Here is a Lucas tutorial on the original mechanical points style ignition system, which gives a good explanation of the electrical principles of traditional coil based ignition systems.

http://www.da7c.co.uk/History%20Section/LUCAS%20ACHIVE/lucas%20coil%20course%203.pdf


Luddite, I think your explanation is entirely accurate. My reading of the Unilite wiring diagram above is that the 12V ignition switch supplies 12V to the ballast resistor whenever the ignition switch is in the ON position. This would result in maybe 6-9V being applied to the coil, depending on ballast resistor value. If you move the ignition switch to the sprung START position then 12V is applied directly to the coil (and the starter solenoid) thus ensuring that 12V is briefly applied to the + terminal of the coil until the ignition switch is released from the START position and returned to the ON position. The diagram, like so many auto-wiring diagrams is not very clear to my mind.

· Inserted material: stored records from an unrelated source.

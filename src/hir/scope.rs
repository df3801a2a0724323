//! Per-unit scope trees.
//!
//! Every unit owns an arena of nested scopes:
//!
//! ```text
//! file scope            file-private definitions, imports outside packages
//!   └─ package scope    package-level definitions, package imports
//!        └─ type scope  members of one class or interface
//!             └─ function scope   parameters and locals
//! ```
//!
//! A lookup walks from the innermost scope outwards; type scopes additionally
//! see inherited members, and the outermost scope defers to the project scope.

use indexmap::{IndexMap, IndexSet};
use smol_str::SmolStr;

use super::ids::{LocalDefId, ScopeId};

#[derive(Clone, Debug, PartialEq, Eq)]
pub enum ScopeKind {
    File,
    Package(SmolStr),
    /// Members of the class or interface definition.
    Type(LocalDefId),
    /// Body of the function definition.
    Function(LocalDefId),
}

/// An import directive as written.
#[derive(Clone, Debug, PartialEq, Eq, Hash)]
pub struct Import {
    pub target: SmolStr,
    pub wildcard: bool,
}

#[derive(Clone, Debug)]
pub struct Scope {
    kind: ScopeKind,
    parent: Option<ScopeId>,
    definitions: IndexMap<SmolStr, Vec<LocalDefId>>,
    imports: Vec<Import>,
    used_namespaces: Vec<SmolStr>,
    locals: IndexSet<SmolStr>,
}

impl Scope {
    pub fn kind(&self) -> &ScopeKind {
        &self.kind
    }

    pub fn parent(&self) -> Option<ScopeId> {
        self.parent
    }

    pub fn imports(&self) -> &[Import] {
        &self.imports
    }

    /// Namespaces opened with `use namespace`, as written.
    pub fn used_namespaces(&self) -> &[SmolStr] {
        &self.used_namespaces
    }

    /// All local definitions with the given base name, in declaration order.
    pub fn local_definitions(&self, name: &str) -> &[LocalDefId] {
        self.definitions.get(name).map(Vec::as_slice).unwrap_or(&[])
    }

    /// Every local definition, grouped by name.
    pub fn definitions(&self) -> impl Iterator<Item = (&SmolStr, &[LocalDefId])> {
        self.definitions.iter().map(|(name, ids)| (name, ids.as_slice()))
    }

    /// Whether `name` is a parameter or local variable of this function scope.
    pub fn has_local(&self, name: &str) -> bool {
        self.locals.contains(name)
    }
}

/// Arena of the scopes of one unit. `ScopeId(0)` is the file scope.
#[derive(Clone, Debug)]
pub struct ScopeTree {
    scopes: Vec<Scope>,
}

impl Default for ScopeTree {
    fn default() -> Self {
        Self::new()
    }
}

impl ScopeTree {
    pub const FILE: ScopeId = ScopeId(0);

    pub fn new() -> Self {
        Self {
            scopes: vec![Scope {
                kind: ScopeKind::File,
                parent: None,
                definitions: IndexMap::new(),
                imports: Vec::new(),
                used_namespaces: Vec::new(),
                locals: IndexSet::new(),
            }],
        }
    }

    pub fn add_scope(&mut self, kind: ScopeKind, parent: ScopeId) -> ScopeId {
        let id = ScopeId(self.scopes.len() as u32);
        self.scopes.push(Scope {
            kind,
            parent: Some(parent),
            definitions: IndexMap::new(),
            imports: Vec::new(),
            used_namespaces: Vec::new(),
            locals: IndexSet::new(),
        });
        id
    }

    pub fn get(&self, id: ScopeId) -> Option<&Scope> {
        self.scopes.get(id.index())
    }

    fn get_mut(&mut self, id: ScopeId) -> Option<&mut Scope> {
        self.scopes.get_mut(id.index())
    }

    /// Insert a definition into the local set of `scope`, keyed by base name.
    /// Several definitions may share a name (accessor pairs, redeclarations).
    pub fn add_definition(&mut self, scope: ScopeId, name: SmolStr, def: LocalDefId) {
        if let Some(scope) = self.get_mut(scope) {
            scope.definitions.entry(name).or_default().push(def);
        }
    }

    pub fn add_import(&mut self, scope: ScopeId, import: Import) {
        if let Some(scope) = self.get_mut(scope) {
            if !scope.imports.contains(&import) {
                scope.imports.push(import);
            }
        }
    }

    pub fn add_used_namespace(&mut self, scope: ScopeId, namespace: SmolStr) {
        if let Some(scope) = self.get_mut(scope) {
            if !scope.used_namespaces.contains(&namespace) {
                scope.used_namespaces.push(namespace);
            }
        }
    }

    pub fn add_local(&mut self, scope: ScopeId, name: SmolStr) {
        if let Some(scope) = self.get_mut(scope) {
            scope.locals.insert(name);
        }
    }

    /// All local candidates for `name` in `scope`, or empty.
    pub fn local_definitions(&self, scope: ScopeId, name: &str) -> &[LocalDefId] {
        self.get(scope)
            .map(|s| s.local_definitions(name))
            .unwrap_or(&[])
    }

    /// `scope` and its enclosing scopes, innermost first.
    pub fn chain(&self, scope: ScopeId) -> impl Iterator<Item = (ScopeId, &Scope)> {
        let mut next = Some(scope);
        std::iter::from_fn(move || {
            let id = next?;
            let scope = self.get(id)?;
            next = scope.parent;
            Some((id, scope))
        })
    }

    /// The package enclosing `scope`, or the unnamed package.
    pub fn package_of(&self, scope: ScopeId) -> SmolStr {
        self.chain(scope)
            .find_map(|(_, s)| match &s.kind {
                ScopeKind::Package(name) => Some(name.clone()),
                _ => None,
            })
            .unwrap_or_default()
    }

    /// Whether `scope` is nested inside a package block.
    pub fn in_package(&self, scope: ScopeId) -> bool {
        self.chain(scope)
            .any(|(_, s)| matches!(s.kind, ScopeKind::Package(_)))
    }

    pub fn len(&self) -> usize {
        self.scopes.len()
    }

    pub fn is_empty(&self) -> bool {
        self.scopes.is_empty()
    }
}

#[cfg(test)]
mod tests {
    use super::*;

    #[test]
    fn test_chain_walks_outwards() {
        let mut tree = ScopeTree::new();
        let package = tree.add_scope(ScopeKind::Package("pkg".into()), ScopeTree::FILE);
        let class = tree.add_scope(ScopeKind::Type(LocalDefId::new(1)), package);
        let function = tree.add_scope(ScopeKind::Function(LocalDefId::new(2)), class);

        let ids: Vec<ScopeId> = tree.chain(function).map(|(id, _)| id).collect();
        assert_eq!(ids, vec![function, class, package, ScopeTree::FILE]);
        assert_eq!(tree.package_of(function), "pkg");
        assert!(tree.in_package(class));
        assert!(!tree.in_package(ScopeTree::FILE));
    }

    #[test]
    fn test_local_definition_sets() {
        let mut tree = ScopeTree::new();
        tree.add_definition(ScopeTree::FILE, "x".into(), LocalDefId::new(0));
        tree.add_definition(ScopeTree::FILE, "x".into(), LocalDefId::new(1));

        assert_eq!(
            tree.local_definitions(ScopeTree::FILE, "x"),
            &[LocalDefId::new(0), LocalDefId::new(1)]
        );
        assert!(tree.local_definitions(ScopeTree::FILE, "y").is_empty());
    }

    #[test]
    fn test_imports_and_namespaces_are_deduplicated() {
        let mut tree = ScopeTree::new();
        let import = Import {
            target: "flash.events".into(),
            wildcard: true,
        };
        tree.add_import(ScopeTree::FILE, import.clone());
        tree.add_import(ScopeTree::FILE, import);
        tree.add_used_namespace(ScopeTree::FILE, "mx_internal".into());
        tree.add_used_namespace(ScopeTree::FILE, "mx_internal".into());

        let scope = tree.get(ScopeTree::FILE).unwrap();
        assert_eq!(scope.imports().len(), 1);
        assert_eq!(scope.used_namespaces().len(), 1);
    }
}
#[cfg(test)]
mod tests {
    use super::*;
    use crate::hir::definitions::{DefinitionInit, Modifiers};
    use crate::hir::ids::LocalDefId;
    use crate::syntax::ast::AccessorKind;

    fn def(unit: u32, local: u32, qname: QName, data: DefinitionData) -> Arc<Definition> {
        Arc::new(Definition::new(DefinitionInit {
            id: DefId::new(UnitId::new(unit), 0, LocalDefId::new(local)),
            name: qname.name().into(),
            qname,
            data,
            namespace: NamespaceReference::Public("".into()),
            modifiers: Modifiers::default(),
            location: None,
            scope: ScopeId(0),
            contained_scope: None,
            parent: None,
        }))
    }

    fn function(unit: u32, local: u32, qname: QName, accessor: Option<AccessorKind>) -> Arc<Definition> {
        def(
            unit,
            local,
            qname,
            DefinitionData::Function {
                accessor,
                params: Vec::new(),
                return_type: None,
            },
        )
    }

    fn class(unit: u32, qname: QName) -> Arc<Definition> {
        def(
            unit,
            0,
            qname,
            DefinitionData::Class {
                base: None,
                interfaces: Vec::new(),
            },
        )
    }

    #[test]
    fn test_accessor_pair_picks_first() {
        let getter = function(1, 0, QName::new("pkg", "x"), Some(AccessorKind::Getter));
        let setter = function(1, 1, QName::new("pkg", "x"), Some(AccessorKind::Setter));
        let kept = builtin_tie_break(vec![getter.clone(), setter]);
        assert_eq!(kept.len(), 1);
        assert!(Arc::ptr_eq(&kept[0], &getter));
    }

    #[test]
    fn test_types_win_over_functions() {
        let f = function(1, 0, QName::new("a", "Thing"), None);
        let c = class(2, QName::new("b", "Thing"));
        let kept = builtin_tie_break(vec![f, c.clone()]);
        assert_eq!(kept.len(), 1);
        assert!(Arc::ptr_eq(&kept[0], &c));
    }

    #[test]
    fn test_redeclared_functions_resolve_to_last() {
        let first = function(1, 0, QName::new("pkg", "f"), None);
        let last = function(1, 3, QName::new("pkg", "f"), None);
        let kept = builtin_tie_break(vec![first, last.clone()]);
        assert_eq!(kept.len(), 1);
        assert!(Arc::ptr_eq(&kept[0], &last));
    }

    #[test]
    fn test_distinct_classes_stay_ambiguous() {
        let a = class(1, QName::new("a", "Thing"));
        let b = class(2, QName::new("b", "Thing"));
        assert_eq!(builtin_tie_break(vec![a, b]).len(), 2);
    }

    #[test]
    fn test_package_local_resolver() {
        let a = class(1, QName::new("a", "Thing"));
        let b = class(2, QName::new("b", "Thing"));
        let site = AmbiguitySite {
            name: "Thing",
            package: "b",
            unit: UnitId::new(9),
        };
        let picked = PackageLocalResolver.resolve(&site, &[a.clone(), b.clone()]);
        assert!(picked.is_some_and(|p| Arc::ptr_eq(&p, &b)));
        assert!(NoAmbiguityResolver.resolve(&site, &[a, b]).is_none());
    }
}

Generally, there is 3 to 4A of DC current going through the coil if the ignition is on. So as power is I*I*R then the coil will act as heater dissipating 20 to 50 W depending on the coil resistance (1.5 ohms approx if you do have an ballast resistor installed or 3 ohms approx if you don't). So the coil will get hot. But there is also the effect of the current in the coil being turned on and off by the points or the electronic ignition - I'm not sure how much this affects the power dissipated in the coil as AC currents flow into and out of the magnetic fields in the coil. That probably makes the coil hotter in normal use - are some coils oil filled now to help cooling?

If you choose to use a coil that is intended to have a series ballast resistor without the ballast resistor (ie directly connect the + connector on the coil to 12V, then twice the intended current will flow through the coil. In that case (as power is proportional to the square of the current but linearly proportional to the resistance,) then you will increase the power dissipated in the coil by 2 - and this is why the coil is more likely to burn out in such circumstances. Again this is a DC argument, not quite sure whether it is made worse if you consider the changing ignition current.

At times, I have run my 4/4 Ford crossflow with with conventional points - well, actually an optical points sensor but essentially the same thing, or the full Accuspark electronic ignition, with or without a ballast resistor. In all cases it worked fine, (except when I wired it up wrong) provided I used a ballast resistor with a coil intended for a ballast resistor (1.5 ohm coil approx) or did not use a ballast resistor and used a coil (3 ohm) intended for use without a ballast resistor.

I imagine once you get rid of the mechanical distributor (as in a modern car) and use a sensor on the crankshaft and have a bunch of electronics and computers driving separate ignition coils for each spark plug as in a modern car, the amps and ohms numbers quoted above go completely out of the window. I don't understand modern cars at all I'm afraid so can't really comment.